When I was commenting last week on my foot woes, which definitely appear to be on the mend at the moment , a friend of mine suggested that I comment some on Ephesians 6:15, which reads: “And having shod your feet with the preparation of the gospel of peace.” This verse, of course, is part of the famous passage on the whole armor of God, and for the most part, it is probably the least familiar of them. Most of us, after all, are inclined to ignore our feet if we possibly can. Our feet are what keep us in touch with the ground, and as a result we think them dirty and unpleasant even if we spend all of our time wearing socks or something else to cover them. Washing a feet was the task of the lowest servant in biblical times, and comes down to believers as the most humble task that we are called upon on an annual basis to do at the Passover , something that never fails to fill me with a sense of awkwardness and discomfort.
When we think of having our feet shod with the gospel of peace, we are inclined not to pay it much mind compared to the far more obvious sword of the Spirit or the breastplate of righteousness or the helmet of salvation, but the sandals of peace, as we shall call them here, are of vital importance in our Christian walk. After all, we cannot stand to fight unless we are strong in our feet. Most people may take this for granted, but those of us who have frequent and alarmingly varied problems with our feet know all too well that we cannot take this for granted. When to stand and to walk, much less to engage in spiritual warfare, is a task that requires heroic effort and a great deal of suffering, one does not take one’s feet for granted. So, as someone who definitely does not take my feet for granted, it is worthwhile to ponder at least a little bit about what importance it is for us to be shod with the preparation of the gospel of peace.
What sort of peace is meant here? The vision of a Christian believer as a Roman soldier equipped for spiritual warfare seems incongruous upon a basis of peace. Yet before we can effectively engage in the warfare that we are called to participate in as believers we are required to be at peace in a fundamental and important way. Who, after all, is our enemy? Ephesians 6:11-12 reminds us: “Put on the whole armor of God, that you may be able to stand against the wiles of the devil. For we do not wrestle against flesh and blood, but against principalities, against powers, against the rulers of the darkness of this age, against spiritual hosts of wickedness in the heavenly places.” In order to effectively make war on Satan and his wicked hosts, we must be at peace with God and with others insofar as it is within our power to do so. Even those people with whom we debate and quarrel and argue are not themselves the real enemy, but are rather either wittingly or unwittingly doing the dirty work of the real enemy. All too often we rush in with the sword of the Spirit and cut and slash people who are flesh and blood, who are not our true enemies. To make war effectively, we must focus our attacks on the enemy as defined by our commanders and not to go off on our own understanding and attack those with whom we are not properly at war.
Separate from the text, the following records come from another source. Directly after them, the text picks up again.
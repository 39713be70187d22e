use async_trait::async_trait;

use aesthub_core::AppResult;
use aesthub_domain::{AppId, MarketApp, PhoneNumber, RoleDefinition, RoleId, User, UserId};

/// Read-only port over the fixed role catalog.
///
/// The catalog is immutable at runtime; implementations expose lookups only.
#[async_trait]
pub trait RoleCatalog: Send + Sync {
    /// Finds a role definition by identifier.
    async fn find_role(&self, role_id: &RoleId) -> AppResult<Option<RoleDefinition>>;

    /// Lists every cataloged role definition.
    async fn list_roles(&self) -> AppResult<Vec<RoleDefinition>>;
}

/// Repository port for the user directory.
#[async_trait]
pub trait UserDirectory: Send + Sync {
    /// Finds a user by their unique identifier.
    async fn find_by_id(&self, user_id: &UserId) -> AppResult<Option<User>>;

    /// Lists all users registered with the given phone number.
    async fn find_by_phone(&self, phone: &PhoneNumber) -> AppResult<Vec<User>>;

    /// Lists the whole directory in insertion order.
    async fn list(&self) -> AppResult<Vec<User>>;

    /// Appends a new user. Fails on a duplicate identifier.
    async fn insert(&self, user: User) -> AppResult<()>;

    /// Replaces an existing user record. Fails when the user is unknown.
    async fn update(&self, user: User) -> AppResult<()>;
}

/// Port over the marketplace application catalog.
///
/// Display metadata supplier from the access evaluator's point of view; the
/// platform review queue also persists audit decisions through it.
#[async_trait]
pub trait ApplicationCatalog: Send + Sync {
    /// Finds an application by identifier.
    async fn find_app(&self, app_id: &AppId) -> AppResult<Option<MarketApp>>;

    /// Lists every cataloged application.
    async fn list_apps(&self) -> AppResult<Vec<MarketApp>>;

    /// Persists an application entry, replacing any previous state.
    async fn save_app(&self, app: MarketApp) -> AppResult<()>;
}
//! Deflate compression for tunnel frame payloads.
//!
//! Frames flag compression in their header instead of with a marker byte,
//! so these helpers work on bare payloads. The stream format is zlib
//! ("deflate" as the console's HTTP stack names it).
//!
//! # Usage
//!
//! ```ignore
//! let packed = deflate(body)?;
//! let body = inflate(&packed)?;
//! ```

use flate2::read::ZlibDecoder;
use flate2::write::ZlibEncoder;
use flate2::Compression;
use std::io::{Read, Write};

use crate::error::{RelayError, Result};

/// Compress `data` into a zlib stream.
///
/// # Errors
///
/// Returns [`RelayError::Compression`] if encoding fails.
pub fn deflate(data: &[u8]) -> Result<Vec<u8>> {
    let mut encoder = ZlibEncoder::new(Vec::with_capacity(data.len() / 2 + 16), Compression::default());
    encoder
        .write_all(data)
        .map_err(|e| RelayError::Compression(format!("deflate write failed: {e}")))?;
    encoder
        .finish()
        .map_err(|e| RelayError::Compression(format!("deflate finish failed: {e}")))
}

/// Decompress a zlib stream.
///
/// # Errors
///
/// Returns [`RelayError::Compression`] if the stream is corrupt or truncated.
pub fn inflate(data: &[u8]) -> Result<Vec<u8>> {
    let mut decoder = ZlibDecoder::new(data);
    let mut decompressed = Vec::new();
    decoder
        .read_to_end(&mut decompressed)
        .map_err(|e| RelayError::Compression(format!("inflate failed: {e}")))?;
    Ok(decompressed)
}
impl SessionCredentials {
    /// The TURN servers as one ICE server entry.
    pub fn ice_servers(&self) -> Vec<IceServer> {
        vec![IceServer {
            urls: self.turn_credentials.uris.clone(),
            username: Some(self.turn_credentials.username.clone()),
            credential: Some(self.turn_credentials.password.clone()),
        }]
    }
}

/// Drop STUN URIs and TCP TURN on port 3478; the console does not pair with
/// them.
pub fn filter_turn_uris(uris: &[String]) -> Vec<String> {
    uris.iter()
        .filter(|uri| !uri.starts_with("stun:") && !uri.ends_with(":3478?transport=tcp"))
        .cloned()
        .collect()
}

/// One console registered with the account.
#[derive(Debug, Clone, PartialEq, Serialize, Deserialize)]
pub struct CloudDeviceEntry {
    /// Device id used in the signaling topics.
    pub id: String,
    /// Everything else the cloud reports.
    #[serde(flatten)]
    pub details: serde_json::Map<String, serde_json::Value>,
}

/// A second factor offered by the SSO.
#[derive(Debug, Clone, PartialEq, Eq)]
pub struct MfaFactor {
    /// Factor id.
    pub id: String,
    /// Factor kind.
    pub kind: MfaKind,
    /// Whether this is the account's default factor.
    pub preferred: bool,
}

/// Kind of second factor.
#[derive(Debug, Clone, PartialEq, Eq)]
pub enum MfaKind {
    /// Code sent by email to this address.
    Email(String),
    /// Anything else, by its type name.
    Other(String),
}

impl MfaFactor {
    /// Human readable description.
    pub fn description(&self) -> String {
        match &self.kind {
            MfaKind::Email(address) => format!("Email authorization via {address}"),
            MfaKind::Other(kind) => format!("{kind} authorization (unsupported)"),
        }
    }
}

/// Result of [`CloudAccess::login`].
#[derive(Debug, Clone, PartialEq, Eq)]
pub enum LoginOutcome {
    /// Signed in.
    Authenticated,
    /// A token from one of these factors must be passed to
    /// [`CloudAccess::verify_mfa`].
    MfaRequired(Vec<MfaFactor>),
}

#[derive(Debug, Deserialize)]
struct MfaChallenge {
    #[serde(default)]
    required: Option<String>,
    #[serde(default)]
    authenticators: Vec<RawFactor>,
    #[serde(default)]
    user: Option<ChallengeUser>,
}

#[derive(Debug, Deserialize)]
struct RawFactor {
    id: String,
    #[serde(rename = "type")]
    kind: String,
    #[serde(default)]
    email: Option<String>,
}

#[derive(Debug, Deserialize)]
struct ChallengeUser {
    #[serde(default)]
    default_mfa: Option<String>,
}

impl MfaChallenge {
    fn factors(self) -> Vec<MfaFactor> {
        let preferred = self.user.and_then(|u| u.default_mfa);
        self.authenticators
            .into_iter()
            .map(|raw| {
                let kind = match (raw.kind.as_str(), raw.email) {
                    ("email", Some(address)) => MfaKind::Email(address),
                    ("email", None) => MfaKind::Email(String::new()),
                    (other, _) => {
                        log::warn!("[Cloud] Unknown authenticator type {other}");
                        MfaKind::Other(other.to_string())
                    }
                };
                MfaFactor {
                    preferred: preferred.as_deref() == Some(raw.id.as_str()),
                    id: raw.id,
                    kind,
                }
            })
            .collect()
    }
}
//! Offer/answer negotiation driven over [`Signaling`].
//!
//! # State machine
//!
//! ```text
//! Idle --negotiation needed--> OfferSent --answer--> HasAnswer --connected--> Connected
//!   any --failed/closed--> Failed
//! ```
//!
//! # Candidate pacing
//!
//! Every candidate, local or remote, waits until a remote answer exists,
//! re-checking every [`Pacing::poll_interval`]. Candidates of type `relay`
//! then wait a further [`Pacing::relay_delay`]; the console does not pair
//! them otherwise. Paced candidates run as independent tasks so a delayed
//! one never holds up the answer that releases it.

use std::sync::Arc;
use std::time::Duration;

use tokio::sync::watch;
use tokio::task::JoinSet;

use super::peer::{DataChannel, IceServer, PeerConnection, PeerConnector, PeerEvent, PeerEvents, PeerState};
use super::signaling::{normalize_candidate, InboundSignal, Signaling};
use crate::constants::{
    CANDIDATE_POLL_INTERVAL, NEGOTIATION_TIMEOUT, PLACEHOLDER_CHANNEL_LABEL, RELAY_CANDIDATE_DELAY,
};
use crate::error::{with_deadline, RelayError, Result};
use crate::mqtt::Subscription;

/// Where a negotiation stands.
#[derive(Debug, Clone, Copy, PartialEq, Eq)]
pub enum NegotiationState {
    /// Nothing sent yet.
    Idle,
    /// Offer published, waiting for the answer.
    OfferSent,
    /// Answer installed, waiting for connectivity.
    HasAnswer,
    /// Transport up.
    Connected,
    /// The peer connection failed or closed.
    Failed,
}

/// Fixed candidate delays.
#[derive(Debug, Clone, Copy, PartialEq, Eq)]
pub struct Pacing {
    /// Re-check interval while no answer exists.
    pub poll_interval: Duration,
    /// Extra delay for `typ relay` candidates.
    pub relay_delay: Duration,
}

impl Default for Pacing {
    fn default() -> Self {
        Self {
            poll_interval: CANDIDATE_POLL_INTERVAL,
            relay_delay: RELAY_CANDIDATE_DELAY,
        }
    }
}

/// Negotiation settings.
#[derive(Debug, Clone, Copy, PartialEq, Eq)]
pub struct NegotiationConfig {
    /// Candidate delays.
    pub pacing: Pacing,
    /// Deadline for the whole negotiation.
    pub timeout: Duration,
}

impl Default for NegotiationConfig {
    fn default() -> Self {
        Self {
            pacing: Pacing::default(),
            timeout: NEGOTIATION_TIMEOUT,
        }
    }
}

/// Hold `candidate` back until a remote answer exists, plus the relay delay
/// for relay candidates.
///
/// Returns `false` if the negotiation went away while waiting; the
/// candidate should then be dropped.
pub async fn pace_candidate(candidate: &str, answered: &watch::Receiver<bool>, pacing: &Pacing) -> bool {
    loop {
        if *answered.borrow() {
            break;
        }
        if answered.has_changed().is_err() {
            return false;
        }
        log::debug!("[Negotiator] Delaying candidate, no remote answer received yet: {candidate}");
        tokio::time::sleep(pacing.poll_interval).await;
    }

    if candidate.contains("typ relay") {
        log::debug!("[Negotiator] Delaying relay candidate: {candidate}");
        tokio::time::sleep(pacing.relay_delay).await;
    }
    true
}

/// A connected peer, ready for API channels.
pub struct NegotiatedPeer {
    /// The connection.
    pub peer: Arc<dyn PeerConnection>,
    /// Its remaining event stream.
    pub events: PeerEvents,
    /// The channel that triggered negotiation; keep it open.
    pub placeholder: Box<dyn DataChannel>,
}

impl std::fmt::Debug for NegotiatedPeer {
    fn fmt(&self, f: &mut std::fmt::Formatter<'_>) -> std::fmt::Result {
        f.debug_struct("NegotiatedPeer")
            .field("state", &self.peer.connection_state())
            .field("placeholder", &self.placeholder.label())
            .finish_non_exhaustive()
    }
}

/// Drives one negotiation.
#[derive(Debug)]
pub struct Negotiator {
    config: NegotiationConfig,
    state: watch::Sender<NegotiationState>,
}

impl Negotiator {
    /// Create an idle negotiator.
    pub fn new(config: NegotiationConfig) -> Self {
        let (state, _) = watch::channel(NegotiationState::Idle);
        Self { config, state }
    }

    /// Current state.
    pub fn state(&self) -> NegotiationState {
        *self.state.borrow()
    }

    /// Watch state transitions.
    pub fn subscribe_state(&self) -> watch::Receiver<NegotiationState> {
        self.state.subscribe()
    }

    /// Create a peer connection with `ice_servers` and negotiate it with the
    /// device behind `signaling`.
    ///
    /// # Errors
    ///
    /// - [`RelayError::Negotiation`] if the connection fails or closes
    /// - [`RelayError::Timeout`] if it is not connected in time
    /// - bus errors from subscribing or publishing
    ///
    /// The peer connection is closed on failure.
    pub async fn negotiate(
        &self,
        signaling: &Signaling,
        connector: &dyn PeerConnector,
        ice_servers: Vec<IceServer>,
    ) -> Result<NegotiatedPeer> {
        let mut session = signaling.open_session().await?;
        let (peer, mut events) = match connector.create(ice_servers) {
            Ok(created) => created,
            Err(e) => {
                let _ = signaling.close_session().await;
                return Err(e);
            }
        };

        let result = async {
            let placeholder = peer.create_data_channel(PLACEHOLDER_CHANNEL_LABEL).await?;
            with_deadline(
                self.config.timeout,
                "peer connection",
                self.run(signaling, &peer, &mut events, &mut session),
            )
            .await?;
            Ok::<_, RelayError>(placeholder)
        }
        .await;

        match result {
            Ok(placeholder) => {
                if let Err(e) = signaling.close_session().await {
                    log::warn!("[Negotiator] Failed to unsubscribe session topic: {e}");
                }
                log::info!("[Negotiator] Peer connection established");
                Ok(NegotiatedPeer {
                    peer,
                    events,
                    placeholder,
                })
            }
            Err(e) => {
                log::warn!("[Negotiator] Negotiation failed: {e}");
                self.state.send_replace(NegotiationState::Failed);
                peer.close();
                let _ = signaling.close_session().await;
                Err(e)
            }
        }
    }

    async fn run(
        &self,
        signaling: &Signaling,
        peer: &Arc<dyn PeerConnection>,
        events: &mut PeerEvents,
        session: &mut Subscription,
    ) -> Result<()> {
        let (answered_tx, answered_rx) = watch::channel(false);
        let mut paced: JoinSet<Result<()>> = JoinSet::new();
        let pacing = self.config.pacing;

        loop {
            tokio::select! {
                event = events.recv() => {
                    let Some(event) = event else {
                        return Err(RelayError::Negotiation("peer connection went away".to_string()));
                    };
                    match event {
                        PeerEvent::NegotiationNeeded => {
                            if self.state() != NegotiationState::Idle {
                                continue;
                            }
                            let offer = peer.create_offer().await?;
                            peer.set_local_description(&offer).await?;
                            signaling.publish_offer(&offer, &peer.ice_servers()).await?;
                            self.state.send_replace(NegotiationState::OfferSent);
                        }
                        PeerEvent::LocalCandidate(Some(candidate)) => {
                            let signaling = signaling.clone();
                            let answered = answered_rx.clone();
                            paced.spawn(async move {
                                if pace_candidate(&candidate, &answered, &pacing).await {
                                    signaling.publish_candidate(&candidate).await?;
                                }
                                Ok(())
                            });
                        }
                        PeerEvent::LocalCandidate(None) => {
                            log::debug!("[Negotiator] Local candidate gathering complete");
                        }
                        PeerEvent::StateChanged(PeerState::Connected) => {
                            self.state.send_replace(NegotiationState::Connected);
                            break;
                        }
                        PeerEvent::StateChanged(state @ (PeerState::Failed | PeerState::Closed)) => {
                            self.state.send_replace(NegotiationState::Failed);
                            return Err(RelayError::Negotiation(format!(
                                "Failed to connect to server ({state:?})"
                            )));
                        }
                        PeerEvent::StateChanged(state) => {
                            log::debug!("[Negotiator] Peer state {state:?}");
                        }
                    }
                }
                message = session.recv() => {
                    let Some(message) = message else {
                        return Err(RelayError::ConnectionClosed);
                    };
                    let signal = match InboundSignal::parse(&message.payload) {
                        Ok(signal) => signal,
                        Err(e) => {
                            log::warn!("[Negotiator] Ignoring malformed signal on {}: {e}", message.topic);
                            continue;
                        }
                    };
                    match signal {
                        InboundSignal::Answer { answer } => {
                            if *answered_tx.borrow() {
                                log::warn!("[Negotiator] Ignoring duplicate answer");
                                continue;
                            }
                            peer.set_remote_description(&answer).await?;
                            answered_tx.send_replace(true);
                            if self.state() != NegotiationState::Connected {
                                self.state.send_replace(NegotiationState::HasAnswer);
                            }
                            log::debug!("[Negotiator] Remote answer installed");
                        }
                        InboundSignal::IceCandidate { candidate: Some(candidate) } => {
                            let candidate = normalize_candidate(&candidate).to_string();
                            let peer = Arc::clone(peer);
                            let answered = answered_rx.clone();
                            paced.spawn(async move {
                                if pace_candidate(&candidate, &answered, &pacing).await {
                                    if let Err(e) = peer.add_ice_candidate(&candidate).await {
                                        log::warn!("[Negotiator] Remote candidate rejected: {e}");
                                    }
                                }
                                Ok(())
                            });
                        }
                        InboundSignal::IceCandidate { candidate: None } | InboundSignal::SdpComplete => {
                            log::debug!("[Negotiator] Remote candidates complete");
                        }
                        InboundSignal::Unknown => {
                            log::debug!("[Negotiator] Ignoring unknown event on {}", message.topic);
                        }
                    }
                }
                Some(joined) = paced.join_next(), if !paced.is_empty() => {
                    match joined {
                        Ok(Ok(())) => {}
                        Ok(Err(e)) if e.is_fatal() => return Err(e),
                        Ok(Err(e)) => log::warn!("[Negotiator] Candidate not delivered: {e}"),
                        Err(e) => log::warn!("[Negotiator] Candidate task failed: {e}"),
                    }
                }
            }
        }

        // Candidates still in flight finish on their own; the answer they
        // wait for is already in place.
        paced.detach_all();
        Ok(())
    }
}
Many armies have forgotten that one needs to be at peace to be effective in going to war. The effort of the Confederate States of America, for example, was notoriously a shambles in this way. After the fall of Vicksburg and Port Hudson in July of 1863, for example, Kirby Smith’s command in the Trans-Mississippi was called Kirby Smithdom because it was effectively cut off from the main fronts of the war in the east. Likewise, many generals, especially under Braxton Bragg, were more enthusiastic fighting him or fighting each other than fighting the Union troops ably led against them by men such as Grant and Thomas. Those who during the Cold War claimed that it was better to be Red than dead forgot the important lesson that one often ended up both in Communist Regimes as diverse as the Soviet Union, China, and Cambodia, none of which were lukewarm about killing their own people in the name of doctrinaire purity to a godless and abominable political system. Likewise, a great part of the evil of Hitler’s regime was the way that it offered the slaughter of defenseless civilians, especially Jews, as substitute victories for the defeats on the Eastern front. Quite a few armies, much to their shame, forgot who the real enemy was.
Have we forgotten who the real enemy is in our own lives and in our own world? Our enemies are not our friends and family with whom we may have disagreements and occasional conflicts. Our enemies are not those who have largely similar beliefs to us but slightly different beliefs about matters of government, as strident as they may be (or as we may be) about such matters. Our enemies are not those with whom we have different political beliefs, although we must be honest where political doctrines themselves are clearly the doctrines of demons, especially as they concern calling good what God calls evil. Rather, the real enemies are those spirits and attitudes that lie behind the conflicts that we face in life, and at times we must admit that these evils lie within us as well. Until we are at peace as God wishes, and until we are one as God and Jesus Christ are one, we will not be able to win the sort of spiritual warfare that we are engaged in, because our swords will be pointed at the wrong people and our feet will not be solidly on the foundation of faith by which we triumph and overcome the difficulties of our live.